Report all lines from the entries below in which "exactly" appears.

Excerpts from a dataset:
- - -

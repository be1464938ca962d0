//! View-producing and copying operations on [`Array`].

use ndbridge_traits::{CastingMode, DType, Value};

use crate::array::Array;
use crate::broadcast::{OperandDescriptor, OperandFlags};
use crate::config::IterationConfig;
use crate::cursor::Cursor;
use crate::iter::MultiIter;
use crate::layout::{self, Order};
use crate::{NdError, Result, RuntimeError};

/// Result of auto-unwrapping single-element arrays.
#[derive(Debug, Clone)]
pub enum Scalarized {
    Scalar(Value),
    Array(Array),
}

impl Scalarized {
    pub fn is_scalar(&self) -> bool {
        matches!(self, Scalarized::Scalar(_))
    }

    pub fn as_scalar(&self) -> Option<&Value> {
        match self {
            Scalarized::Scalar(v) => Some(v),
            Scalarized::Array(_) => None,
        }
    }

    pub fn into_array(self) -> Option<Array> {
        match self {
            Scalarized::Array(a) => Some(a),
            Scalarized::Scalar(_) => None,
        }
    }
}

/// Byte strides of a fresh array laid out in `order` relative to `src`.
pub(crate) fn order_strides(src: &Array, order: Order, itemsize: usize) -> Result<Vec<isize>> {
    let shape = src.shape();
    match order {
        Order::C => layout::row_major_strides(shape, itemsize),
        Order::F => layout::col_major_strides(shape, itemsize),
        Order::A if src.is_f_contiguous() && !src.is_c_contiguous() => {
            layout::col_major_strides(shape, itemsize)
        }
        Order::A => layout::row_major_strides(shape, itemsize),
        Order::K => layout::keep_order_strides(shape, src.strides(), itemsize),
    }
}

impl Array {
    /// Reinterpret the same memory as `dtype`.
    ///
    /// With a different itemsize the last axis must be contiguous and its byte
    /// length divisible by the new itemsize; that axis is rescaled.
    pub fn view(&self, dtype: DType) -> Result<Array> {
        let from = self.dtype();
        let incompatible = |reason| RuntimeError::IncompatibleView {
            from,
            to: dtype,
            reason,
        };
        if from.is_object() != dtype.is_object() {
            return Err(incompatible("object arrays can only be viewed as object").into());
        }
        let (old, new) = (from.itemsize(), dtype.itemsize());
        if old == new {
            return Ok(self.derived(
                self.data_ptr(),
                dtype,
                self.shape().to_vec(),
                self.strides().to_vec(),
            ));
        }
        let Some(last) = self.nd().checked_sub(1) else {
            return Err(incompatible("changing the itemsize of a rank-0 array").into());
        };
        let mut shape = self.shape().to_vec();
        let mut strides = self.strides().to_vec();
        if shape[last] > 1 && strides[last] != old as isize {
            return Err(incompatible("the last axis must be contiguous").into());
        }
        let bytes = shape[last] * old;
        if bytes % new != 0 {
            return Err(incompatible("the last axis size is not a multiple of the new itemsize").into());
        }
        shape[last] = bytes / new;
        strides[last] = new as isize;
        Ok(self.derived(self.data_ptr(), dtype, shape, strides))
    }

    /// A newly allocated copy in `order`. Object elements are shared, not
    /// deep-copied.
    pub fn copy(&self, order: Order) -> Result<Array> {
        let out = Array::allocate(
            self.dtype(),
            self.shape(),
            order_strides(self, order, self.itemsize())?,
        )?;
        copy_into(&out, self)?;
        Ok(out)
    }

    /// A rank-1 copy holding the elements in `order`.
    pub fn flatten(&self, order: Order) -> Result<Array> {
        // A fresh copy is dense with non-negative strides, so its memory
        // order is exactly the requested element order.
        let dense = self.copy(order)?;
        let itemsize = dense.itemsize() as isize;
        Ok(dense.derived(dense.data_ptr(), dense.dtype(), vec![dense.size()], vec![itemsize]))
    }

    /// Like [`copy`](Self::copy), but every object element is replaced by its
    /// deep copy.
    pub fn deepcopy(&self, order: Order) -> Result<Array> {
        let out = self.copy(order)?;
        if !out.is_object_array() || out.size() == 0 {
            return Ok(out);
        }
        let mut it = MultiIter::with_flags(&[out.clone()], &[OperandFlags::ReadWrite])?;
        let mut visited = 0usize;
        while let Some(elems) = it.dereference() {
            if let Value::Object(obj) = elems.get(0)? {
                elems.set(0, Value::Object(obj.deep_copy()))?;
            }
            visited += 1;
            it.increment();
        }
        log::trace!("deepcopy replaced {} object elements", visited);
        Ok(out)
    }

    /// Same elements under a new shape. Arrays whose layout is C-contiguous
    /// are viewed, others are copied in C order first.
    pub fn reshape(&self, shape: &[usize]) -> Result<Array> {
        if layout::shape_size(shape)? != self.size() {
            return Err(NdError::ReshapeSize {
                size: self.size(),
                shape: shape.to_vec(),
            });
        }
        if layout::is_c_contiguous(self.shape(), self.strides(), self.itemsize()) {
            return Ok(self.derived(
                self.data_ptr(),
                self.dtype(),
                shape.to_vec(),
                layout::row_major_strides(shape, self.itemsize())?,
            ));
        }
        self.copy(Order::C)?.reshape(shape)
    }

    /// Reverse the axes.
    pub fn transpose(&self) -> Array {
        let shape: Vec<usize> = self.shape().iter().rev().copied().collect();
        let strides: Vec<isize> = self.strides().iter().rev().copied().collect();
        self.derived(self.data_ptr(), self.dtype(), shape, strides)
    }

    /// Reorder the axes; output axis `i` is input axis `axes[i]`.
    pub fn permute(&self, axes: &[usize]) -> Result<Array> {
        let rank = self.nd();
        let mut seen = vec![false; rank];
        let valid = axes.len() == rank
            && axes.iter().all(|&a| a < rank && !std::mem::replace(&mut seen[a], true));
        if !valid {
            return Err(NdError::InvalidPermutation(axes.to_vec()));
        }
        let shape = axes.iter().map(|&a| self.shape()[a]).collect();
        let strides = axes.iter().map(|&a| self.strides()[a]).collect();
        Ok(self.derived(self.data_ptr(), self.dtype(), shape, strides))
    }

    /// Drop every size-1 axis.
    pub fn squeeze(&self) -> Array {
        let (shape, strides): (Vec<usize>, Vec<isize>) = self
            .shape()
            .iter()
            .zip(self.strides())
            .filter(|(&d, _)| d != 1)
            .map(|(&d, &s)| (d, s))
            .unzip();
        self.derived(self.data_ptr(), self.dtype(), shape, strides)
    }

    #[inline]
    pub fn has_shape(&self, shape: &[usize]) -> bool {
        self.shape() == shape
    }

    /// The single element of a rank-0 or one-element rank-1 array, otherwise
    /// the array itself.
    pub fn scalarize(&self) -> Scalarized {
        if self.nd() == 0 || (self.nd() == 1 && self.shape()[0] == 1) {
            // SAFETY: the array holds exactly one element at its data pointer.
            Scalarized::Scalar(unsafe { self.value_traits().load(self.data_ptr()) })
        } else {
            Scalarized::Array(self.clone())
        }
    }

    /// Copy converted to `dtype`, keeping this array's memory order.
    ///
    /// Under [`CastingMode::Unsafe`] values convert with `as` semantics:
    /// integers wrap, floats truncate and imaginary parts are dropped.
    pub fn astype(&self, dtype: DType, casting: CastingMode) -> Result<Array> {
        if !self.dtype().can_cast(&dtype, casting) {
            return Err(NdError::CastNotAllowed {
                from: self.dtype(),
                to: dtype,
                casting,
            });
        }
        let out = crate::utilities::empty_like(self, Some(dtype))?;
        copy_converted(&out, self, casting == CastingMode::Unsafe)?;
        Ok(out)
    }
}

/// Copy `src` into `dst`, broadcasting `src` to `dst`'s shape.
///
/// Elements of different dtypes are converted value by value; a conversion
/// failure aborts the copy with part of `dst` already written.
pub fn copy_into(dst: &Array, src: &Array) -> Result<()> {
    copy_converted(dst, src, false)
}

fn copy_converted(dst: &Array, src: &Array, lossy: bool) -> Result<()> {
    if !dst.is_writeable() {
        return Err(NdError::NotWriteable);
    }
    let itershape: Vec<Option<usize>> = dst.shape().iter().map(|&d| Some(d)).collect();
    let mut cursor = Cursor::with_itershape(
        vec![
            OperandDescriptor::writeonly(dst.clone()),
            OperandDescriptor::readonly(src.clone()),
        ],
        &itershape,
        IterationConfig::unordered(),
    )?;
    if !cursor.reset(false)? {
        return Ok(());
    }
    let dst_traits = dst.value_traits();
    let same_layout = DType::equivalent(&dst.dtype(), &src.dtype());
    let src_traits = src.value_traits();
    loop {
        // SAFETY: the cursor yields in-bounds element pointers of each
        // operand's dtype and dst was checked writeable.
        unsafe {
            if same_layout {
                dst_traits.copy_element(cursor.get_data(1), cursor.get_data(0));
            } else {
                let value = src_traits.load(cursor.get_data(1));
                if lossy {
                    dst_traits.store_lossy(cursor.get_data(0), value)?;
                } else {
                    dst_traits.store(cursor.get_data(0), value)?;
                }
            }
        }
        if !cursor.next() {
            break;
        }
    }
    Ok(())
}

- - -

Answer space
        // order is exactly the requested element order.
            // SAFETY: the array holds exactly one element at its data pointer.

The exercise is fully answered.